Hello i have been trying to solve the differential equation : $$xdx+ydy=\left(\sqrt{x^2+y^2}\right)dx$$
By integrating factors i supose that:
$$\frac{\partial\mu(x,y)}{\partial y}=0$$
so that i get
$$\frac{y\mu}{\sqrt{x^2+y^2}}=\frac{\partial\mu(x,y)}{\partial x}$$
but then solving this i get:
$$\mu=\frac{\sqrt{x^2+y^2}+x}{y}$$
and the ODE becomes:
$$-ydx+(\sqrt{x^2+y^2}+x)dy=0$$
with $$M(x,y) = -y$$ and $$N(x,y) = \sqrt{x^2+y^2}+x $$
But $$\frac{\partial M}{\partial y} = -1$$
$$\frac{\partial N}{\partial x} = 1+\frac{x}{\sqrt{x^2+y^2}}$$
and $$ \frac{\partial M}{\partial y} \not= \frac{\partial N}{\partial x} $$
so can anybody say to me where i did a mistake ?
$$xdx+ydy=\sqrt{x^2+y^2}\:dx$$ From simple inspection, an integrating factor is : $$\mu(x,y)=\frac{1}{\sqrt{x^2+y^2}}$$ This can also be seen with the change of variable $\quad Y(x)=x^2+(y(x))^2\quad$ which leads to the separable ODE : $\quad\frac12\frac{dY}{dx}=\sqrt{Y(x)}dx$
$$\mu(xdx+ydy)=\mu\sqrt{x^2+y^2}\:dx=\frac{xdx+ydy}{\sqrt{x^2+y^2}}=dx$$ $$\frac{d(x^2+y^2)}{2\sqrt{x^2+y^2}}=dx$$ $$\sqrt{x^2+y^2}=x+c$$ $$y^2=(x+c)^2-x^2$$ $$y=\pm\sqrt{c^2+2cx}$$ In fact, the mistake is at the very beginning, when you supposed $\frac{\partial\mu(x,y)}{\partial y}=0$.
This supposition implies that $\mu$ is not function of $y$, which is false since $\mu$ is function of $(x^2+y^2)$. So, it is not surprising that the false supposition leads to the impossibility to find $\mu$ as a function of $x$ only.
Of course, it is common to make a supposition at the beginning. If we see that the calculus fails, the supposition is false. Then one have to try another supposition. For example supposing that $\mu$ is function of $y$ only. Or that $\mu$ is function of $xy$, etc.

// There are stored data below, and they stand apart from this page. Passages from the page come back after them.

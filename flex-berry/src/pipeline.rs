//! 轨迹重建流水线.
//!
//! 所有操作都显式接受 [`RunContext`], 不依赖任何全局状态.

use std::path::{Path, PathBuf};

use crate::animation::{self, ChimeraScript};
use crate::config::FlexConfig;
use crate::dataset::{textmat, DirFlowLoader, RunPaths};
use crate::embedding::Embedding;
use crate::error::{FlexError, FlexResult};
use crate::flow::{CacheKey, FlowCache, PinvSource, ResolvedPinv};
use crate::reconstruct::{self, Projector, ReconstructionMode, SampleTable};
use crate::trajectory::Trajectory;
use crate::volume::{Volume, VoxelGrid};

/// 一次运行的上下文: 运行目录和配置.
#[derive(Debug, Clone)]
pub struct RunContext {
    paths: RunPaths,
    config: FlexConfig,
}

impl RunContext {
    /// 以 `run_dir` 为运行目录. 配置会先被校验.
    pub fn new<P: AsRef<Path>>(run_dir: P, config: FlexConfig) -> FlexResult<Self> {
        config.validate()?;
        Ok(Self {
            paths: RunPaths::new(run_dir),
            config,
        })
    }

    /// 运行目录下的路径.
    #[inline]
    pub fn paths(&self) -> &RunPaths {
        &self.paths
    }

    /// 配置.
    #[inline]
    pub fn config(&self) -> &FlexConfig {
        &self.config
    }

    /// 参考体数据路径.
    pub fn reference_path(&self) -> PathBuf {
        self.config
            .reference
            .clone()
            .unwrap_or_else(|| self.paths.reference())
    }

    /// 光流文件目录.
    pub fn flow_dir(&self) -> PathBuf {
        self.config
            .flow_dir
            .clone()
            .unwrap_or_else(|| self.paths.flow_dir())
    }

    /// 读取参考体数据.
    pub fn load_reference(&self) -> FlexResult<Volume> {
        let path = self.reference_path();
        Volume::open(&path).map_err(|e| {
            if e.is_not_found() {
                FlexError::MissingInput(path)
            } else {
                e.into()
            }
        })
    }

    /// 读取降维嵌入.
    pub fn load_embedding(&self) -> FlexResult<Embedding> {
        Embedding::load(self.paths.output_matrix())
    }

    /// 光流样本数: 配置给出时使用配置, 否则为降维结果矩阵的行数.
    pub fn sample_count(&self) -> FlexResult<usize> {
        match self.config.sample_count {
            Some(n) => Ok(n),
            None => Ok(textmat::read_matrix(self.paths.output_matrix())?.nrows()),
        }
    }

    /// 确定逆映射方式.
    pub fn projector(&self) -> FlexResult<Projector> {
        Projector::resolve(
            &self.paths,
            self.config.method.as_deref(),
            self.config.rcond,
            self.config.condition_warn,
        )
    }

    /// 按缓存解析顺序获得光流矩阵伪逆.
    pub fn resolve_pinv(&self, sample_count: usize, reference: &Volume) -> FlexResult<ResolvedPinv> {
        let cache = FlowCache::new(self.paths.root(), self.config.cache_policy);
        let key = CacheKey::new(sample_count, reference.grid());
        let mut loader = DirFlowLoader::spider(self.flow_dir());
        cache.resolve_pinv(
            &key,
            &mut loader,
            self.config.rcond,
            self.config.condition_warn,
        )
    }

    /// 当前配置下的 ChimeraX 脚本.
    pub fn chimera_script(&self, name: &str) -> ChimeraScript {
        let v = &self.config.viewer;
        ChimeraScript {
            looping: v.looping,
            oscillate: v.oscillate,
            max_frame_rate: v.max_frame_rate,
            ..ChimeraScript::new(name)
        }
    }
}

/// 一次动画生成的结果.
#[derive(Debug, Clone)]
pub struct AnimationReport {
    /// 动画名.
    pub name: String,

    /// 重建方式.
    pub mode: ReconstructionMode,

    /// 伪逆来源.
    pub pinv_source: PinvSource,

    /// 按顺序写出的帧文件.
    pub frames: Vec<PathBuf>,

    /// 轨迹文件.
    pub trajectory: PathBuf,

    /// 查看器脚本.
    pub script: PathBuf,
}

fn check_name(name: &str) -> FlexResult<()> {
    if name.is_empty() || name.contains(['/', '\\']) || name == "." || name == ".." {
        return Err(FlexError::InvalidInput(format!("invalid animation name `{name}`")));
    }
    Ok(())
}

/// 生成名为 `name` 的动画.
///
/// 1. 由轨迹点重建形变向量;
/// 2. 清空并重建 `animation_<name>` 目录, 保存轨迹;
/// 3. 获得光流矩阵伪逆 (缓存优先);
/// 4. 逐帧形变参考体数据并写出;
/// 5. 写出查看器脚本, 配置了查看器时启动它.
///
/// 任一步失败都会中止整个流水线.
pub fn run_animation(ctx: &RunContext, name: &str, trajectory: &Trajectory) -> FlexResult<AnimationReport> {
    check_name(name)?;
    let points = trajectory.as_matrix()?;
    let paths = ctx.paths();

    let projector = ctx.projector()?;
    let samples = if projector.is_exact() {
        None
    } else {
        Some(SampleTable::load(paths)?)
    };
    let recon = reconstruct::reconstruct_deformations(points.view(), &projector, samples.as_ref())?;
    drop(samples);

    let reference = ctx.load_reference()?;
    let sample_count = ctx.sample_count()?;
    if recon.deformations.ncols() != sample_count {
        return Err(FlexError::shape(
            "deformation length (flow bank samples)",
            sample_count,
            recon.deformations.ncols(),
        ));
    }

    animation::prepare_animation_dir(paths, name)?;
    let trajectory_path = paths.trajectory_path(name);
    trajectory.save(&trajectory_path)?;

    let pinv = ctx.resolve_pinv(sample_count, &reference)?;
    let pinv_source = pinv.source;
    let sequence = warp(ctx, &recon.deformations, &pinv, &reference)?;
    drop(pinv);

    let frames = sequence.write(paths, name)?;
    if ctx.config().previews {
        sequence.write_previews(paths, name)?;
    }
    log::info!("{} frames written to `{}`", frames.len(), paths.animation_dir(name).display());

    let script = paths.chimera_script();
    ctx.chimera_script(name).write(&script)?;
    if let Some(command) = &ctx.config().viewer.command {
        animation::launch_viewer(command, &script)?;
    }

    Ok(AnimationReport {
        name: name.to_string(),
        mode: recon.mode,
        pinv_source,
        frames,
        trajectory: trajectory_path,
        script,
    })
}

fn warp(
    ctx: &RunContext,
    deformations: &ndarray::Array2<f64>,
    pinv: &ResolvedPinv,
    reference: &Volume,
) -> FlexResult<animation::DeformedVolumeSequence> {
    #[cfg(feature = "rayon")]
    {
        if ctx.config().parallel {
            return animation::par_warp_sequence(deformations.view(), pinv.matrix.view(), reference);
        }
    }
    #[cfg(not(feature = "rayon"))]
    let _ = ctx;

    animation::warp_sequence(deformations.view(), pinv.matrix.view(), reference)
}

/// 由控制点生成轨迹并生成动画. 点数由配置给出.
pub fn run_animation_from_control(
    ctx: &RunContext,
    name: &str,
    control: ndarray::ArrayView2<f64>,
) -> FlexResult<AnimationReport> {
    let trajectory = Trajectory::from_control_points(control, ctx.config().trajectory_points)?;
    run_animation(ctx, name, &trajectory)
}

/// 读取已生成的动画 `name` 的轨迹.
///
/// 动画目录或轨迹文件不存在时返回 [`FlexError::MissingInput`].
pub fn load_animation(ctx: &RunContext, name: &str) -> FlexResult<Trajectory> {
    check_name(name)?;
    let path = ctx.paths().trajectory_path(name);
    if !path.is_file() {
        return Err(FlexError::MissingInput(path));
    }
    let trajectory = Trajectory::load(&path)?;
    log::info!("animation `{name}` loaded: {} points", trajectory.len());
    Ok(trajectory)
}

/// 将 `embedding` 中选中的样本编号写入 `cluster_<name>.txt`. 返回文件路径和个数.
pub fn create_cluster(ctx: &RunContext, name: &str, embedding: &Embedding) -> FlexResult<(PathBuf, usize)> {
    check_name(name)?;
    let path = ctx.paths().cluster_file(name);
    let n = embedding.write_selection(&path)?;
    log::info!("cluster `{name}`: {n} particles written to `{}`", path.display());
    Ok((path, n))
}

If we do not want to make suppositions at the beginning, the integrating factor is solution of a PDE, which leads to even more difficult calculus. The academic exercises are chosen so that it is easy to guess a convenient simple form for $\mu(x,y)$ without too many trials.